Yes, death is hard to accept, but it is final. 

I also agree that CHO is a wonderful institution.

Trust; parent/family bond with MD, nurses.

After 33 years in a Baltimore NICU, I see how more readily EOL dialogue CAN and DOES occur between the medical team and family when there's been a solid, trusting relationship established on admission; positive outcomes seem more likely. (NOT quickly and not always, but more likely.) A lack of trust probably led this event to a tragic spiral down. A semi-elective, routine surgery (probably by a trusted surgeon,) that ends in death would surely shake my faith and trust in the team caring for my daughter. It would take a substantial amount of time and effort for me to regain the degree of trust needed to consider the medical team's plan of care. It would take HOURS at my daughter's bedside with one very skilled and effective, intensely patient, and attached! MD or nurse to enable me to even BEGIN to believe my daughter's diagnosis. I would need TIME (a lot more than 3 weeks,) and EXPERT intervention from a highly trained team specializing in EOL care and bereavement counseling. I would need to hear the prognosis repeatedly, clearly, and unambiguously; maybe for months. I would like to think that if I felt cared for and supported, if I knew that my daughter and my family had your sympathy and your true concern, that I could agree to your plan of care. I say this as a mom. Now the flip side........as a NICU nurse I am often burdened by the lack of EOL dialogue in my NICU. A consensus is not often reached; futile care can be extended for months and is often escalated even with a futile diagnosis. Suffering is real; it comes at a high cost. Outcomes generally end in death after months of artificial life support. An ICU is unfamiliar, the experience is unwanted, the language is not understandable. It takes a skilled practitioner and a familiar team to move a family along this impossible course. While it is not intentioned, I often feel any failing is the fault of the medical team, certainly not the family. Complex stuff; lots of greys, not so clear.....(Sure, brain dead is brain dead but, in this case, who determines the constraint of time?) We need to be as competent in and as committed to EOL dialogue and care as we are with drips, rates, pressures, rounds, and values. Good will to all privileged enough to be a part of this experience.

Re: Trust...

Thank you so much for your comments. The greys are so important in the work we do, aren't they? Thanks for adding your perspective to this conversation. I have had folks tell me they are learning as much from the comments as from the initial post, and for that I am very greatful to this community of care-givers who have shared their experiences, their opinions and their concern.

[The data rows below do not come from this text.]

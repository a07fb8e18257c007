use crate::command::DeleteTaskCommand;
use crate::error::ParseError;
use crate::parser::syntax::{ALL_PREFIXES, PREFIX_NAME, PREFIX_TASK_INDEX};
use crate::parser::tokenizer::tokenize;
use crate::parser::traits::ArgsParser;
use crate::parser::util::{
    parse_name, parse_task_index, reject_extra_prefixes, require_prefixes, required_value,
    verify_no_duplicate_prefixes,
};

pub struct DeleteTaskCommandParser;

impl ArgsParser for DeleteTaskCommandParser {
    type Output = DeleteTaskCommand;

    fn parse(&self, args: &str) -> Result<DeleteTaskCommand, ParseError> {
        let usage = DeleteTaskCommand::USAGE;
        let map = tokenize(args, &ALL_PREFIXES);
        reject_extra_prefixes(&map, &[PREFIX_NAME, PREFIX_TASK_INDEX], usage)?;
        require_prefixes(&map, &[PREFIX_NAME, PREFIX_TASK_INDEX], usage)?;
        verify_no_duplicate_prefixes(&map, &[PREFIX_NAME, PREFIX_TASK_INDEX])?;

        let name = parse_name(required_value(&map, PREFIX_NAME, usage)?)?;
        let index = parse_task_index(required_value(&map, PREFIX_TASK_INDEX, usage)?)?;
        Ok(DeleteTaskCommand { name, index })
    }
}
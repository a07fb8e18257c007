//! A loaded student book plus the panel state, shared by `repl` and `exec`.

use std::io::Write;
use std::path::{Path, PathBuf};

use tutorbook_core::command::all_usages;
use tutorbook_core::error::CliError;
use tutorbook_core::storage::{load_book, save_book};
use tutorbook_core::{parse_command, CommandOutcome, StudentBook, UiState};

pub struct Session {
    book: StudentBook,
    data_file: PathBuf,
    ui: UiState,
}

impl Session {
    pub fn open(data_file: impl Into<PathBuf>) -> Result<Self, CliError> {
        let data_file = data_file.into();
        let book = load_book(&data_file)?;
        Ok(Self {
            book,
            data_file,
            ui: UiState::default(),
        })
    }

    pub fn book(&self) -> &StudentBook {
        &self.book
    }

    pub fn ui(&self) -> UiState {
        self.ui
    }

    pub fn data_file(&self) -> &Path {
        &self.data_file
    }

    /// Parses and runs one line. The book is saved after every successful
    /// command that changes it.
    pub fn handle_line(&mut self, line: &str) -> Result<CommandOutcome, CliError> {
        let command = parse_command(line, &mut self.ui)?;
        let outcome = command.execute(&mut self.book)?;
        if command.is_mutating() {
            save_book(&self.data_file, &self.book)?;
        }
        Ok(outcome)
    }
}

/// Writes the feedback of `outcome`, followed by any listed students and the
/// usage text when help was requested.
pub fn render_outcome(out: &mut impl Write, outcome: &CommandOutcome) -> std::io::Result<()> {
    writeln!(out, "{}", outcome.feedback)?;
    for (i, student) in outcome.students.iter().enumerate() {
        let level = student
            .level
            .map(|l| format!(" [{l}]"))
            .unwrap_or_default();
        writeln!(out, "{:>3}. {}{} {}", i + 1, student.name, level, student.phone)?;
    }
    if outcome.show_help {
        for usage in all_usages() {
            writeln!(out)?;
            writeln!(out, "{usage}")?;
        }
    }
    Ok(())
}
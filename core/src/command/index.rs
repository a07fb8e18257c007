use std::fmt;
use std::num::NonZeroUsize;

use serde::{Deserialize, Serialize};

/// 1-based position of a task in a student's task list.
#[derive(Debug, Clone, Copy, PartialEq, Eq, Hash, PartialOrd, Ord, Serialize, Deserialize)]
#[serde(transparent)]
pub struct TaskIndex(NonZeroUsize);

impl TaskIndex {
    pub fn from_one_based(index: usize) -> Option<Self> {
        NonZeroUsize::new(index).map(Self)
    }

    pub fn one_based(self) -> usize {
        self.0.get()
    }

    pub fn zero_based(self) -> usize {
        self.0.get() - 1
    }
}

impl fmt::Display for TaskIndex {
    fn fmt(&self, f: &mut fmt::Formatter<'_>) -> fmt::Result {
        write!(f, "{}", self.0)
    }
}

Thank you for verbalizing the discomfort I have been feeling

Alice, Thank you for explaining so clearly the discomfort many of us Pediatric professionals have been feeling since this tragic situation appeared in the public media. Our mission is to serve the living and to try to preserve life. We are not trained to serve the dead. Our efforts must be directed to areas where we have some opportunity for success.

May I put the link to your blog entry on the listserve for the AAP Section on Administration and Practice Management?

Re: Thank you...

Bill, I would be honored to have the link on the section website. This situation is going to define the conversation in bioethics for years to come. The more we educate and the more we discuss the better.

Thanks for stopping by

Insightful Info

I am not a healthcare professional and have never been personally involved in a situation like this. I found this to be very informative. It gives me a better understanding of the situation, and it helps me see how unfairly the medical staff involved is being treated. They are being portrayed as cold and uncaring when that is the farthest from the truth.